Complementary findings: Pericardial knock, pulsus paradoxus, or Kussmaul’s breathing may support diagnosis.
Clinical Features
Feature | Manifestation |
Jugular venous distention | Paradoxically increases during inspiration |
Cardiac findings | Pericardial knock, muffled sounds (pericardial disease) |
Edema | Peripheral or ascites |
Dyspnea | Exertional; advanced constriction |
Hepatic congestion | Hepatomegaly, tenderness |
Differential Diagnosis
Condition | Key Feature | Notes |
Constrictive pericarditis | Kussmaul’s sign + pericardial knock | Chronic inflammation/fibrosis of pericardium |
Right ventricular infarct | JVD + hypotension, clear lungs | Occurs post-MI, acute presentation |
Cardiac tamponade | Pulsus paradoxus >10 mmHg | JVD present, but inspiratory collapse usually absent |
Mediastinal tumor | JVD + local compression signs | Compresses right atrium or SVC |
Severe right heart failure | JVD + edema | Usually no inspiratory distention unless pericardial involvement |
Special Populations
Pediatrics:
Rare; may occur with congenital constrictive pericarditis or mediastinal masses.
Jugular veins small → subtle signs, requiring careful assessment.
Geriatrics:
Often complicated by coexisting pulmonary or cardiac disease.
Presence of Kussmaul’s sign suggests advanced pathology and warrants urgent work-up.
Limitations
Difficult to appreciate in obese patients or those with short, muscular necks.
Must be differentiated from tricuspid regurgitation or normal venous pulsations.
Requires quiet breathing and patient cooperation.
Patient Counseling
Explain that jugular vein swelling during inspiration indicates the heart is struggling to fill properly, not a vein problem.
Stress the need for further tests (echocardiography, CT, or MRI).
Encourage reporting of new/worsening symptoms (dyspnea, swelling, fatigue).
Reassure that the finding is a signpost, not a diagnosis by itself.
Conclusion
Kussmaul’s sign is a valuable clinical finding indicating restricted right ventricular filling. It is most commonly seen in constrictive pericarditis and mediastinal compression, but also occurs in other right heart pathologies. Recognizing the sign, along with complementary cardiovascular findings, facilitates timely referral, diagnosis, and management of potentially serious conditions.
References
Braunwald E. Braunwald’s Heart Disease: A Textbook of Cardiovascular Medicine. 12th ed.
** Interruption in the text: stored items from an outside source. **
//! Monotonic millisecond clock.
//!
//! Timestamps for button edges and the reversal hold.  On the host it
//! wraps `std::time::Instant`; readings are truncated to `u32` and every
//! consumer compares them with wrapping arithmetic.

use std::time::Instant;

/// Milliseconds since the clock was created.
#[derive(Debug, Clone, Copy)]
pub struct MonotonicClock {
    start: Instant,
}

impl Default for MonotonicClock {
    fn default() -> Self {
        Self::new()
    }
}

impl MonotonicClock {
    pub fn new() -> Self {
        Self {
            start: Instant::now(),
        }
    }

    /// Milliseconds since boot, wrapping at `u32::MAX` (~49 days).
    pub fn uptime_ms(&self) -> u32 {
        self.start.elapsed().as_millis() as u32
    }
}
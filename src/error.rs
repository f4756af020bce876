//! Unified error types for the TwinMotor firmware.
//!
//! A single `Error` enum that every driver and the application service
//! return, so the consumer loop has one thing to match on.  All variants
//! are `Copy` so they can be passed through the control path without
//! allocation.

use core::fmt;

use crate::drivers::pwm::PwmChannel;

// ---------------------------------------------------------------------------
// Top-level firmware error
// ---------------------------------------------------------------------------

/// Every fallible operation in the firmware funnels into this type.
#[derive(Debug, Clone, Copy, PartialEq, Eq)]
pub enum Error {
    /// A duty value outside `0..=period` was requested.
    InvalidDutyCycle { duty: u16, period: u16 },
    /// A second channel was configured with a period different from the
    /// one already latched into the shared counter.
    ConfigurationConflict { latched: u16, requested: u16 },
    /// Period below the usable hardware minimum of 3 ticks.
    InvalidPeriod(u16),
    /// `set_duty` was called before `configure` for this channel.
    ChannelNotConfigured(PwmChannel),
    /// A digital output pin rejected a write.
    Pin(PinError),
    /// Configuration is invalid.
    Config(&'static str),
}

impl fmt::Display for Error {
    fn fmt(&self, f: &mut fmt::Formatter<'_>) -> fmt::Result {
        match self {
            Self::InvalidDutyCycle { duty, period } => {
                write!(f, "duty {duty} outside 0..={period}")
            }
            Self::ConfigurationConflict { latched, requested } => write!(
                f,
                "period conflict: counter latched at {latched}, channel requested {requested}"
            ),
            Self::InvalidPeriod(p) => write!(f, "period {p} below minimum of 3"),
            Self::ChannelNotConfigured(ch) => write!(f, "PWM channel {ch:?} not configured"),
            Self::Pin(e) => write!(f, "pin: {e}"),
            Self::Config(msg) => write!(f, "config: {msg}"),
        }
    }
}

impl core::error::Error for Error {}

// ---------------------------------------------------------------------------
// Pin errors
// ---------------------------------------------------------------------------

/// Which output group failed a write.
#[derive(Debug, Clone, Copy, PartialEq, Eq)]
pub enum PinError {
    /// One of the H-bridge IN1-IN4 lines.
    HBridge(u8),
    /// One of the status indicator LEDs.
    StatusLed(u8),
}

impl fmt::Display for PinError {
    fn fmt(&self, f: &mut fmt::Formatter<'_>) -> fmt::Result {
        match self {
            Self::HBridge(line) => write!(f, "H-bridge IN{} write failed", line + 1),
            Self::StatusLed(idx) => write!(f, "status LED {idx} write failed"),
        }
    }
}

impl From<PinError> for Error {
    fn from(e: PinError) -> Self {
        Self::Pin(e)
    }
}

// ---------------------------------------------------------------------------
// Convenience Result alias
// ---------------------------------------------------------------------------

/// Firmware-wide `Result` alias.
pub type Result<T> = core::result::Result<T, Error>;
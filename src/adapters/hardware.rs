//! Hardware adapter: bridges the motor drivers to the [`MotorPort`] trait.
//!
//! Owns the PWM driver, the H-bridge and the indicator LEDs.  This is
//! the only module that touches output hardware; which hardware depends
//! on the `PwmPeripheral` and `OutputPin` implementations plugged in
//! (registers on the board, [`SimPwm`](super::sim_pwm::SimPwm) and
//! [`SimPin`](super::sim_gpio::SimPin) on the host).

use embedded_hal::digital::OutputPin;
use log::info;

use crate::app::ports::MotorPort;
use crate::drivers::hbridge::HBridge;
use crate::drivers::pwm::{PwmChannel, PwmDriver, PwmPeripheral};
use crate::drivers::status_led::StatusLeds;
use crate::error::Result;
use crate::fsm::Direction;
use crate::pins::{HBRIDGE_LINES, STATUS_LEDS};

/// Concrete adapter that combines all motor outputs behind [`MotorPort`].
pub struct HardwareAdapter<P: PwmPeripheral, O> {
    pwm: PwmDriver<P>,
    bridge: HBridge<O>,
    leds: StatusLeds<O>,
}

impl<P: PwmPeripheral, O: OutputPin> HardwareAdapter<P, O> {
    /// Bring up the outputs in a safe state: both channels configured at
    /// `period` with duty 0, bridge braked, red LED lit.
    pub fn init(
        pwm_hw: P,
        period: u16,
        bridge_pins: [O; HBRIDGE_LINES],
        led_pins: [O; STATUS_LEDS],
    ) -> Result<Self> {
        let bridge = HBridge::new(bridge_pins)?;
        let leds = StatusLeds::new(led_pins)?;

        let mut pwm = PwmDriver::new(pwm_hw);
        for channel in PwmChannel::ALL {
            pwm.configure(channel, period, 0)?;
        }
        info!("motor outputs ready: period {period} ticks, braked");

        Ok(Self { pwm, bridge, leds })
    }

    pub fn pwm(&self) -> &PwmDriver<P> {
        &self.pwm
    }

    pub fn pwm_mut(&mut self) -> &mut PwmDriver<P> {
        &mut self.pwm
    }

    pub fn bridge(&self) -> &HBridge<O> {
        &self.bridge
    }

    pub fn leds(&self) -> &StatusLeds<O> {
        &self.leds
    }
}

// ── MotorPort implementation ──────────────────────────────────

impl<P: PwmPeripheral, O: OutputPin> MotorPort for HardwareAdapter<P, O> {
    fn set_duty(&mut self, channel: PwmChannel, duty: u16) -> Result<()> {
        self.pwm.channel(channel).set_duty(duty)
    }

    fn set_direction(&mut self, direction: Direction) -> Result<()> {
        self.bridge.apply(direction)?;
        self.leds.show(direction)
    }
}
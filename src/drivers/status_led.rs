//! Direction indicator LEDs.
//!
//! Three discrete LEDs on PF1-PF3: red = brake, blue = backward,
//! green = forward.  Exactly one is lit at a time.

use embedded_hal::digital::OutputPin;

use crate::error::{PinError, Result};
use crate::fsm::Direction;
use crate::pins::{self, STATUS_LED_SHIFT, STATUS_LEDS};

pub struct StatusLeds<P> {
    /// Indexed by port F bit minus [`STATUS_LED_SHIFT`]: red, blue, green.
    leds: [P; STATUS_LEDS],
    current: u8,
}

impl<P: OutputPin> StatusLeds<P> {
    /// Takes `[red, blue, green]` and lights red.
    pub fn new(leds: [P; STATUS_LEDS]) -> Result<Self> {
        let mut this = Self { leds, current: 0 };
        this.show(Direction::Brake)?;
        Ok(this)
    }

    pub fn show(&mut self, direction: Direction) -> Result<()> {
        let pattern = pins::led_pattern(direction);
        for (i, led) in self.leds.iter_mut().enumerate() {
            let lit = pattern & (1 << (i as u8 + STATUS_LED_SHIFT)) != 0;
            let written = if lit { led.set_high() } else { led.set_low() };
            written.map_err(|_| PinError::StatusLed(i as u8))?;
        }
        self.current = pattern;
        Ok(())
    }

    /// Port F bit image of the lit LED.
    pub fn current(&self) -> u8 {
        self.current
    }
}
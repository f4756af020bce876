//! Interrupt-driven button edge queue.
//!
//! Edges are produced by the two GPIO falling-edge ISRs and consumed by
//! the control loop, which debounces and processes them in a batch.
//!
//! ```text
//! ┌─────────────┐     ┌──────────────┐     ┌──────────────┐
//! │ SW1 ISR     │────▶│              │     │  Debouncer   │
//! │ (speed)     │     │  EdgeQueue   │────▶│      +       │
//! │ SW2 ISR     │────▶│  (bounded)   │     │  Main Loop   │
//! │ (direction) │     │              │     │  (consumer)  │
//! └─────────────┘     └──────────────┘     └──────────────┘
//! ```
//!
//! ISRs never touch motor state; the consumer is the only writer.

use core::sync::atomic::{AtomicU32, Ordering};

use embassy_sync::blocking_mutex::raw::CriticalSectionRawMutex;
use embassy_sync::channel::Channel;

/// Maximum number of pending edges.
pub const EDGE_QUEUE_DEPTH: usize = 8;

/// Which physical button produced an edge.
///
/// Lower discriminant is processed first when both buttons have an
/// accepted press in the same batch.
#[derive(Debug, Clone, Copy, PartialEq, Eq, PartialOrd, Ord, Hash)]
#[repr(u8)]
pub enum ButtonId {
    /// SW1: advance speed level.
    Speed = 0,
    /// SW2: toggle direction.
    Direction = 1,
}

impl ButtonId {
    pub const COUNT: usize = 2;

    pub const fn index(self) -> usize {
        self as usize
    }
}

/// A raw falling edge, timestamped in milliseconds since boot.
#[derive(Debug, Clone, Copy, PartialEq, Eq)]
pub struct ButtonEdge {
    pub button: ButtonId,
    pub at_ms: u32,
}

/// Bounded edge queue shared between the ISRs and the control loop.
///
/// Lives in a `static`; `const fn new` makes that possible.
pub struct EdgeQueue {
    channel: Channel<CriticalSectionRawMutex, ButtonEdge, EDGE_QUEUE_DEPTH>,
    dropped: AtomicU32,
}

impl Default for EdgeQueue {
    fn default() -> Self {
        Self::new()
    }
}

impl EdgeQueue {
    pub const fn new() -> Self {
        Self {
            channel: Channel::new(),
            dropped: AtomicU32::new(0),
        }
    }

    /// Push an edge.  Safe to call from ISR context.
    /// Returns `false` if the queue is full (edge dropped and counted).
    pub fn push_from_isr(&self, edge: ButtonEdge) -> bool {
        if self.channel.try_send(edge).is_ok() {
            return true;
        }
        self.dropped.fetch_add(1, Ordering::Relaxed);
        false
    }

    /// Pop the oldest pending edge.
    pub fn try_pop(&self) -> Option<ButtonEdge> {
        self.channel.try_receive().ok()
    }

    pub fn is_empty(&self) -> bool {
        self.channel.is_empty()
    }

    pub fn len(&self) -> usize {
        self.channel.len()
    }

    /// Edges lost to a full queue since boot.
    pub fn dropped(&self) -> u32 {
        self.dropped.load(Ordering::Relaxed)
    }
}

/// Falling-edge ISR body shared by both buttons.
pub fn on_falling_edge(queue: &EdgeQueue, button: ButtonId, now_ms: u32) -> bool {
    queue.push_from_isr(ButtonEdge {
        button,
        at_ms: now_ms,
    })
}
Philadelphia, PA: Elsevier; 2021.
McCance KL, Huether SE. Pathophysiology: The Biologic Basis for Disease in Adults and Children. 8th ed. Maryland Heights, MO: Elsevier; 2021.
Spodick DH. The Pericardium: A Comprehensive Textbook. 2nd ed. New York, NY: Marcel Dekker; 2003.
Lange RA, Hillis LD. Clinical recognition of Kussmaul’s sign and its significance in constrictive pericarditis. Circulation. 2002;105:223–227.